Second, I take into consideration that oil is a very important raw material and that for every USD 10 rise in the price of oil, the impact for 3M in terms of earnings is a fall of $0.02 to $0.03 and vice versa. Also, the EPS of USD 9.30 to 9.75 provided in the Year 2020 Guidelines was based on oil at a price of USD 50 whereas the price is in the USD 25-30 range currently. Using an estimate of 30, we have an EPS of USD 9.35 to 9.80, which is higher than the figures provided in the guidelines.
Third, the 3M’s range of product is recognized internationally, is a trusted brand and customers are prepared to pay the price. Also, this is no ordinary epidemic and medical authorities simply want the best.

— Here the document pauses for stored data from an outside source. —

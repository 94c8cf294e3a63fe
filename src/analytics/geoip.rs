//! Geolocation providers
//!
//! A [`GeoProvider`] turns an IP address into [`GeoFacts`]. Two
//! implementations exist:
//! - [`IpApiProvider`](crate::analytics::ip_api::IpApiProvider), an ip-api.com
//!   compatible HTTP endpoint
//! - [`MaxMindProvider`], memory-mapped MaxMind GeoLite2/GeoIP2 databases
//!
//! Providers report failures; turning a failure into the "Unknown" sentinel
//! is the resolver's job.

use anyhow::{Context, Result};
use async_trait::async_trait;
use maxminddb::{geoip2, Mmap, Reader};
use std::net::IpAddr;
use std::sync::Arc;
use std::time::Duration;
use thiserror::Error;

use crate::analytics::models::GeoFacts;

#[derive(Debug, Error)]
pub enum GeoError {
    #[error("geolocation lookup timed out after {0:?}")]
    Timeout(Duration),
    #[error("geolocation request failed: {0}")]
    Http(#[from] reqwest::Error),
    #[error("geolocation provider reported failure: {0}")]
    Provider(String),
    #[error("address '{0}' is not a valid IP")]
    InvalidAddress(String),
}

#[async_trait]
pub trait GeoProvider: Send + Sync {
    /// Look up the location of an IP address
    async fn lookup(&self, ip: &str) -> Result<GeoFacts, GeoError>;

    /// Provider name, for logs
    fn name(&self) -> &'static str;
}

/// GeoIP lookup service that supports both City and ASN databases
pub struct MaxMindProvider {
    city_reader: Option<Arc<Reader<Mmap>>>,
    asn_reader: Option<Arc<Reader<Mmap>>>,
}

impl MaxMindProvider {
    /// Create a new provider from MMDB file paths
    ///
    /// # Arguments
    /// * `city_path` - Optional path to the MaxMind GeoLite2-City or GeoIP2-City .mmdb file
    /// * `asn_path` - Optional path to the MaxMind GeoLite2-ASN .mmdb file
    pub fn new(city_path: Option<&str>, asn_path: Option<&str>) -> Result<Self> {
        let city_reader = if let Some(path) = city_path {
            let reader = unsafe { Reader::open_mmap(path) }
                .with_context(|| format!("Failed to open GeoIP City database at {}", path))?;
            Some(Arc::new(reader))
        } else {
            None
        };

        let asn_reader = if let Some(path) = asn_path {
            let reader = unsafe { Reader::open_mmap(path) }
                .with_context(|| format!("Failed to open GeoIP ASN database at {}", path))?;
            Some(Arc::new(reader))
        } else {
            None
        };

        Ok(Self {
            city_reader,
            asn_reader,
        })
    }

    fn lookup_ip(&self, ip: IpAddr) -> Result<GeoFacts, GeoError> {
        let mut facts = GeoFacts::unknown();
        let mut found = false;

        if let Some(ref reader) = self.city_reader {
            if let Ok(result) = reader.lookup(ip) {
                if let Ok(Some(city)) = result.decode::<geoip2::City>() {
                    extract_from_city(&city, &mut facts);
                    found = true;
                } else if let Ok(Some(country)) = result.decode::<geoip2::Country>() {
                    // City data missing, the record still carries country fields
                    if let Some(name) = country.country.names.english {
                        facts.country = name.to_string();
                    }
                    found = true;
                }
            }
        }

        if let Some(ref reader) = self.asn_reader {
            if let Ok(result) = reader.lookup(ip) {
                if let Ok(Some(asn)) = result.decode::<geoip2::Asn>() {
                    if let Some(org) = asn.autonomous_system_organization {
                        facts.isp = org.to_string();
                        facts.org = org.to_string();
                    }
                    if let Some(number) = asn.autonomous_system_number {
                        facts.asn = match asn.autonomous_system_organization {
                            Some(org) => format!("AS{number} {org}"),
                            None => format!("AS{number}"),
                        };
                    }
                    found = true;
                }
            }
        }

        if found {
            Ok(facts)
        } else {
            Err(GeoError::Provider(format!("no database record for {ip}")))
        }
    }
}

fn extract_from_city(city: &geoip2::City, facts: &mut GeoFacts) {
    if let Some(name) = city.country.names.english {
        facts.country = name.to_string();
    }
    if let Some(subdivision) = city.subdivisions.first() {
        if let Some(name) = subdivision.names.english {
            facts.region = name.to_string();
        }
    }
    if let Some(name) = city.city.names.english {
        facts.city = name.to_string();
    }
    facts.latitude = city.location.latitude.unwrap_or(0.0);
    facts.longitude = city.location.longitude.unwrap_or(0.0);
    if let Some(tz) = city.location.time_zone {
        facts.timezone = tz.to_string();
    }
}

#[async_trait]
impl GeoProvider for MaxMindProvider {
    async fn lookup(&self, ip: &str) -> Result<GeoFacts, GeoError> {
        let addr = ip
            .parse::<IpAddr>()
            .map_err(|_| GeoError::InvalidAddress(ip.to_string()))?;
        self.lookup_ip(addr)
    }

    fn name(&self) -> &'static str {
        "MaxMind"
    }
}
use serde::{Deserialize, Serialize};
use sqlx::FromRow;

use crate::analytics::{GeoFacts, RequestContext, UaFacts};

/// One tracked subject (e.g. one sent email), keyed by `track_id`.
///
/// Enrichment columns hold the facts of the first request that created the
/// row; later hits only move the counters and `last_seen`.
#[derive(Debug, Clone, PartialEq, Serialize, Deserialize, FromRow)]
pub struct TrackIdentity {
    pub id: i64,
    pub track_id: String,
    pub campaign_id: Option<String>,
    pub label: Option<String>,
    pub sender: Option<String>,
    pub recipient: Option<String>,
    pub subject: Option<String>,
    pub sent_at: Option<String>,
    pub ip_address: Option<String>,
    pub country: Option<String>,
    pub region: Option<String>,
    pub city: Option<String>,
    pub latitude: Option<f64>,
    pub longitude: Option<f64>,
    pub timezone: Option<String>,
    pub isp: Option<String>,
    pub org: Option<String>,
    pub asn: Option<String>,
    pub user_agent: Option<String>,
    pub browser: Option<String>,
    pub browser_version: Option<String>,
    pub os: Option<String>,
    pub os_version: Option<String>,
    pub device_type: Option<String>,
    pub device_brand: Option<String>,
    pub is_mobile: Option<bool>,
    pub is_bot: Option<bool>,
    pub referer: Option<String>,
    pub accept_language: Option<String>,
    pub accept_encoding: Option<String>,
    pub accept_header: Option<String>,
    pub connection_type: Option<String>,
    pub do_not_track: Option<String>,
    pub cache_control: Option<String>,
    pub sec_ch_ua: Option<String>,
    pub sec_ch_ua_mobile: Option<String>,
    pub sec_ch_ua_platform: Option<String>,
    pub open_count: i64,
    pub click_count: i64,
    /// Unix timestamp (milliseconds)
    pub first_seen: i64,
    /// Unix timestamp (milliseconds)
    pub last_seen: i64,
}

/// Email context supplied on the pixel URL
#[derive(Debug, Clone, Default, PartialEq, Eq)]
pub struct EmailContext {
    pub campaign_id: Option<String>,
    pub label: Option<String>,
    pub sender: Option<String>,
    pub recipient: Option<String>,
    pub subject: Option<String>,
    pub sent_at: Option<String>,
}

/// Enrichment snapshot written when a `TrackIdentity` is created.
///
/// Field order here is irrelevant; the column order lives in
/// `storage::schema::SNAPSHOT_COLUMNS`.
#[derive(Debug, Clone, Default, PartialEq)]
pub struct TrackSnapshot {
    pub campaign_id: Option<String>,
    pub label: Option<String>,
    pub sender: Option<String>,
    pub recipient: Option<String>,
    pub subject: Option<String>,
    pub sent_at: Option<String>,
    pub ip_address: Option<String>,
    pub country: Option<String>,
    pub region: Option<String>,
    pub city: Option<String>,
    pub latitude: Option<f64>,
    pub longitude: Option<f64>,
    pub timezone: Option<String>,
    pub isp: Option<String>,
    pub org: Option<String>,
    pub asn: Option<String>,
    pub user_agent: Option<String>,
    pub browser: Option<String>,
    pub browser_version: Option<String>,
    pub os: Option<String>,
    pub os_version: Option<String>,
    pub device_type: Option<String>,
    pub device_brand: Option<String>,
    pub is_mobile: Option<bool>,
    pub is_bot: Option<bool>,
    pub referer: Option<String>,
    pub accept_language: Option<String>,
    pub accept_encoding: Option<String>,
    pub accept_header: Option<String>,
    pub connection_type: Option<String>,
    pub do_not_track: Option<String>,
    pub cache_control: Option<String>,
    pub sec_ch_ua: Option<String>,
    pub sec_ch_ua_mobile: Option<String>,
    pub sec_ch_ua_platform: Option<String>,
}

fn non_empty(value: &str) -> Option<String> {
    if value.is_empty() {
        None
    } else {
        Some(value.to_string())
    }
}

impl TrackSnapshot {
    /// Everything known at a pixel open
    pub fn for_open(
        email: EmailContext,
        ctx: &RequestContext,
        geo: &GeoFacts,
        ua: &UaFacts,
    ) -> Self {
        Self {
            campaign_id: email.campaign_id,
            label: email.label,
            sender: email.sender,
            recipient: email.recipient,
            subject: email.subject,
            sent_at: email.sent_at,
            ip_address: Some(ctx.client_ip.clone()),
            country: Some(geo.country.clone()),
            region: Some(geo.region.clone()),
            city: Some(geo.city.clone()),
            latitude: Some(geo.latitude),
            longitude: Some(geo.longitude),
            timezone: Some(geo.timezone.clone()),
            isp: Some(geo.isp.clone()),
            org: Some(geo.org.clone()),
            asn: Some(geo.asn.clone()),
            user_agent: Some(ctx.user_agent.clone()),
            browser: Some(ua.browser.clone()),
            browser_version: Some(ua.browser_version.clone()),
            os: Some(ua.os.clone()),
            os_version: Some(ua.os_version.clone()),
            device_type: Some(ua.device_type.to_string()),
            device_brand: Some(ua.device_brand.clone()),
            is_mobile: Some(ua.is_mobile),
            is_bot: Some(ua.is_bot),
            referer: Some(ctx.referer.clone()),
            accept_language: non_empty(&ctx.accept_language),
            accept_encoding: non_empty(&ctx.accept_encoding),
            accept_header: non_empty(&ctx.accept),
            connection_type: non_empty(&ctx.connection),
            do_not_track: non_empty(&ctx.do_not_track),
            cache_control: non_empty(&ctx.cache_control),
            sec_ch_ua: non_empty(&ctx.sec_ch_ua),
            sec_ch_ua_mobile: non_empty(&ctx.sec_ch_ua_mobile),
            sec_ch_ua_platform: non_empty(&ctx.sec_ch_ua_platform),
        }
    }

    /// The partial snapshot available when a click creates the identity
    pub fn for_click(
        campaign_id: Option<String>,
        ctx: &RequestContext,
        geo: &GeoFacts,
        ua: &UaFacts,
    ) -> Self {
        Self {
            campaign_id,
            ip_address: Some(ctx.client_ip.clone()),
            country: Some(geo.country.clone()),
            region: Some(geo.region.clone()),
            city: Some(geo.city.clone()),
            latitude: Some(geo.latitude),
            longitude: Some(geo.longitude),
            user_agent: Some(ctx.user_agent.clone()),
            browser: Some(ua.browser.clone()),
            os: Some(ua.os.clone()),
            device_type: Some(ua.device_type.to_string()),
            referer: Some(ctx.referer.clone()),
            ..Default::default()
        }
    }
}

/// Which counter a hit increments
#[derive(Debug, Clone, Copy, PartialEq, Eq)]
pub enum TrackHit {
    Open,
    Click,
}

impl TrackHit {
    /// `(open_count, click_count)` deltas
    pub fn deltas(self) -> (i64, i64) {
        match self {
            TrackHit::Open => (1, 0),
            TrackHit::Click => (0, 1),
        }
    }
}

/// Append-only record of one link click
#[derive(Debug, Clone, PartialEq, Serialize, Deserialize, FromRow)]
pub struct ClickEvent {
    pub id: i64,
    /// Unix timestamp (milliseconds)
    pub timestamp: i64,
    pub track_id: String,
    pub campaign_id: Option<String>,
    pub link_id: String,
    pub target_url: String,
    pub ip_address: Option<String>,
    pub country: Option<String>,
    pub city: Option<String>,
    pub user_agent: Option<String>,
    pub browser: Option<String>,
    pub os: Option<String>,
    pub device_type: Option<String>,
    pub referer: Option<String>,
}

#[derive(Debug, Clone, PartialEq)]
pub struct NewClick {
    pub timestamp: i64,
    pub track_id: String,
    pub campaign_id: Option<String>,
    pub link_id: String,
    pub target_url: String,
    pub ip_address: String,
    pub country: String,
    pub city: String,
    pub user_agent: String,
    pub browser: String,
    pub os: String,
    pub device_type: String,
    pub referer: String,
}

/// Memoized geolocation result. `data` is the JSON encoded `GeoFacts`.
#[derive(Debug, Clone, PartialEq, Eq, FromRow)]
pub struct GeoCacheEntry {
    pub ip_address: String,
    pub data: String,
    /// Unix timestamp (milliseconds)
    pub cached_at: i64,
}

#[derive(Debug, Clone, Copy, PartialEq, Serialize)]
pub struct TrackSummary {
    pub total_unique: i64,
    pub total_opens: i64,
    pub total_clicks: i64,
    pub avg_opens: f64,
}

impl TrackSummary {
    pub fn from_totals(total_unique: i64, total_opens: i64, total_clicks: i64) -> Self {
        let avg = total_opens as f64 / total_unique.max(1) as f64;
        Self {
            total_unique,
            total_opens,
            total_clicks,
            avg_opens: (avg * 100.0).round() / 100.0,
        }
    }
}

/// Column that `group_counts` aggregates over
#[derive(Debug, Clone, Copy, PartialEq, Eq)]
pub enum TrackDimension {
    Country,
    DeviceType,
    Browser,
}

impl TrackDimension {
    pub fn column(self) -> &'static str {
        match self {
            TrackDimension::Country => "country",
            TrackDimension::DeviceType => "device_type",
            TrackDimension::Browser => "browser",
        }
    }
}

#[derive(Debug, Clone, PartialEq, Eq, Serialize, FromRow)]
pub struct DimensionCount {
    pub value: String,
    pub count: i64,
}
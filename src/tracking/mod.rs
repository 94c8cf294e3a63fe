//! Pixel-open and link-click capture

pub mod engine;
pub mod handlers;
pub mod response;
pub mod routes;
pub mod sanitize;

pub use engine::{ClickRequest, OpenRequest, TrackingEngine};
pub use response::{PixelResponse, RedirectResponse};
pub use routes::create_tracking_router;
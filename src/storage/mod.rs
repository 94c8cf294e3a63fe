pub mod postgres;
mod schema;
pub mod sqlite;
pub mod trait_def;

pub use postgres::PostgresStorage;
pub use sqlite::SqliteStorage;
pub use trait_def::Storage;

use anyhow::Result;
use std::sync::Arc;

use crate::config::{DatabaseBackend, DatabaseConfig};

/// Connect to the configured backend. Tables are not created; call `init`.
pub async fn connect(config: &DatabaseConfig) -> Result<Arc<dyn Storage>> {
    let storage: Arc<dyn Storage> = match config.backend {
        DatabaseBackend::Sqlite => {
            Arc::new(SqliteStorage::new(&config.url, config.max_connections).await?)
        }
        DatabaseBackend::Postgres => {
            Arc::new(PostgresStorage::new(&config.url, config.max_connections).await?)
        }
    };
    Ok(storage)
}
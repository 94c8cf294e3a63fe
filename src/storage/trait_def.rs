use crate::models::{
    ClickEvent, DimensionCount, GeoCacheEntry, NewClick, TrackDimension, TrackHit, TrackIdentity,
    TrackSnapshot, TrackSummary,
};
use anyhow::Result;
use async_trait::async_trait;

#[async_trait]
pub trait Storage: Send + Sync {
    /// Initialize the storage (create tables and indexes)
    async fn init(&self) -> Result<()>;

    /// Add snapshot columns missing from an older `tracks` table.
    /// Returns the names of the columns that were added.
    async fn migrate(&self) -> Result<Vec<String>>;

    /// Record one open or click for `track_id` as a single atomic
    /// insert-or-increment. The snapshot is only written when the row is
    /// created; an existing row gets its counter bumped and `last_seen`
    /// moved forward.
    async fn record_hit(
        &self,
        track_id: &str,
        hit: TrackHit,
        snapshot: &TrackSnapshot,
        now: i64,
    ) -> Result<TrackIdentity>;

    /// Append a click event
    async fn insert_click(&self, click: &NewClick) -> Result<ClickEvent>;

    /// Get a track by its identifier
    async fn get_track(&self, track_id: &str) -> Result<Option<TrackIdentity>>;

    /// All clicks recorded for a track, newest first
    async fn list_clicks(&self, track_id: &str) -> Result<Vec<ClickEvent>>;

    /// One page of tracks, most recently seen first
    async fn list_tracks(&self, limit: i64, offset: i64) -> Result<Vec<TrackIdentity>>;

    /// Every track, newest first
    async fn export_tracks(&self) -> Result<Vec<TrackIdentity>>;

    /// Totals across every track
    async fn summary(&self) -> Result<TrackSummary>;

    /// Track counts grouped by one enrichment column, largest first
    async fn group_counts(
        &self,
        dimension: TrackDimension,
        limit: i64,
    ) -> Result<Vec<DimensionCount>>;

    async fn get_geo_cache(&self, ip_address: &str) -> Result<Option<GeoCacheEntry>>;

    /// Insert or replace the cache entry for `ip_address`
    async fn put_geo_cache(&self, ip_address: &str, data: &str, cached_at: i64) -> Result<()>;
}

According to estimates, potential revenues of USD 1.4 billion and above are possible just for medical devices.
Hence, the stock price should be at a minimum of USD 160. It is to be noted that I am not overly optimistic as there are real demand concerns for the company’s products in the industrial and electronics business segments and there are risks.
I am looking to buy at USD 130-135 price level.
Key takeaways
3M, through technology and restructuring has undergone significant transformation especially in terms of the supply chain.
Also, in a business environment with low sales figures, being able to reduce the inventory level is critical. This is translated into above-average gross profit margins.
Moreover, compared to competitors, who are scrambling to boost up production capacity to produce vital health devices, 3M already has some surge capacity inbuilt and is therefore responding more rapidly to increasing demand.
However, there are risks, especially with regards to that debt level and the wider economic environment but in view of the cash generated from operations and the strategic importance of the company’s products in the fight against COVID-19, the company should not face any hurdle to get re-financed.
For the longer term, expansion of the Health Information System division, which forms part of the healthcare business group, should generate considerable growth.
Disclosure: I/we have no positions in any stocks mentioned, but may initiate a long position in MMM over the next 72 hours. I wrote this article myself, and it expresses my own opinions. I am not receiving compensation for it (other than from Seeking Alpha). I have no business relationship with any company whose stock is mentioned in this article.